總歸接下來不是自己一個人,林煜放心下來,耐心等待。
新死的靈體一般很弱,即便因為怨氣化作鬼,也暫時無法離開自己死亡之地,所以陳森森一定會再來找他。
但不知怎么回事,他等到了半夜,也沒等來陳森森的鬼魂。
“又睡不著了”黑暗中,對面床鋪傳來熟悉的嗓音。
林煜靠在床頭,眼睛盯著窗外“嗯,有點。”
“那”賀沉拍了拍床,“要不要過來一起睡”
“不用。”林煜想也不想地拒絕道,“我馬上就睡了。”
昨晚他是因為毫無心理準備突然被嚇得厲害,再加上想測試賀沉究竟有沒有特殊體質,才會和他擠一晚上。
但今天在科技樓發生的事又說明,賀沉好像并沒有什么特殊。
而且,宿舍這床兩個人睡實在太勉強,他到現在還覺得腰有點不舒服
“好吧,如果害怕的話就上來,我會給你留位置。”賀沉似乎笑了一下,補充道,“前提是你不許再踢我的鼻子。”
“那只是意外。”林煜立即反駁道,“我平時睡覺姿勢很正常。”
他家里兩米的床,他可從來沒滾下去過。
賀沉不置可否“是嗎”
話說到這里,宿舍重歸安靜。
林煜無聲地打了個哈欠,實在是熬不住了,倒頭睡下。
陳森森今晚應該是不會來了,還是等明天再說吧。
然而這一夜,林煜睡得并不安穩。
他在夢里一遍又一遍地重復著陳森森墜樓的過程,他看見陳森森身體破碎地趴在地上朝他伸出手,張大的口型仿佛在說“救我”。
“林煜,林煜醒一醒。”
溫柔好聽的嗓音由遠及近地響起,林煜費力睜開雙眼,失焦的眸底倒映出一張神色關切的俊臉。

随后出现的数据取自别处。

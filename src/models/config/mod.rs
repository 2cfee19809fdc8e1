//! Configuration loading for reference data files.
//!
//! Reference data that may be extended by operators (currently counterparties)
//! is read from a directory of JSON files, one entity per file.

use std::path::Path;

mod counterparty_config;
mod error;

pub use error::ConfigError;

/// Common interface for loading configuration files
pub trait ConfigLoader: Sized {
	/// Load every valid JSON file in the directory, keyed by the entity's identifier
	fn load_all<T>(path: Option<&Path>) -> Result<T, ConfigError>
	where
		T: FromIterator<(String, Self)>;

	/// Load and validate a single file
	fn load_from_path(path: &Path) -> Result<Self, ConfigError>;

	fn validate(&self) -> Result<(), String>;

	fn is_json_file(path: &Path) -> bool {
		path.extension()
			.map(|ext| ext.to_string_lossy().to_lowercase() == "json")
			.unwrap_or(false)
	}
}
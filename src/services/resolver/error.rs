//! Resolver error types.

use thiserror::Error;

use crate::{
	models::{EventCategory, EventSubtype, EventType},
	repositories::RepositoryError,
};

/// Errors returned by the event category resolver
///
/// Lookup misses are recoverable and left to the caller's policy;
/// `Validation` means the tables themselves are inconsistent.
#[derive(Debug, Error)]
pub enum ResolverError {
	/// The (type, subtype) pair has no entry in the category mapping
	#[error("No category mapped for event type '{event_type}' with subtype '{event_subtype}'")]
	UnmappedEventCombination {
		event_type: EventType,
		event_subtype: EventSubtype,
	},

	/// The category has no details entry
	#[error("No details registered for event category '{0}'")]
	UnknownCategory(EventCategory),

	/// The identifier is not in the counterparty registry
	#[error("Unknown counterparty '{0}'")]
	UnknownCounterparty(String),

	/// Startup validation found problems in the tables
	#[error("Category tables are inconsistent: {}", .0.join("; "))]
	Validation(Vec<String>),

	#[error(transparent)]
	Repository(#[from] RepositoryError),
}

“又做噩夢了”賀沉站在床邊,微涼的大手覆蓋他的前額,“沒事,醒來就沒事了。”
鴉羽般的長睫顫了顫,林煜微微仰起臉,長長呼出一口氣。
他的額發被汗水打濕了,臉上幾乎沒什么血色,整個人看起來有種說不出的脆弱感。
賀沉目光一瞬不瞬地盯著他,輕聲問道“夢見什么了,能和我說說嗎”
“我夢見”林煜側過臉,“夢見陳森森向我求救。”
賀沉不易察覺地皺了皺眉“你和他關系很好”
“不是。”林煜搖了搖頭,“點頭之交,但陳森森曾經幫過我。”
他自幼要風得風要雨得雨,很難有機會接受別人的幫助,所以他受過的每一份好意,都會牢牢記在心里,并找機會加倍還上。
畢竟非親非故,別人沒有義務幫他。
“原來如此。”賀沉嘆了一口氣,“那真是太可惜了”
陳森森不來找他,林煜只好主動出擊。
他帶著賀沉再次去到科技樓,卻驚訝地發現警戒帶已經被撤了,有學生正在往科技樓里走,像是什么事故也沒發生過。
林煜微微蹙了蹙眉“怎么回事”
“可能是已經調查出結果了。”賀沉說出自己的猜測。
林煜立即打開微信群,果然見禁言的班群里出了新通報。
他迅速掃了一眼,通報上說警方調查結果顯示陳森森原先就有抑郁傾向,最近生活壓力過大,導致一時想不開輕生跳樓,并且學校緊急組織了心理疏導課程,有需要的同學務必主動前往,尋求老師的幫助。
“這就結案了”林煜眉心越擰越深。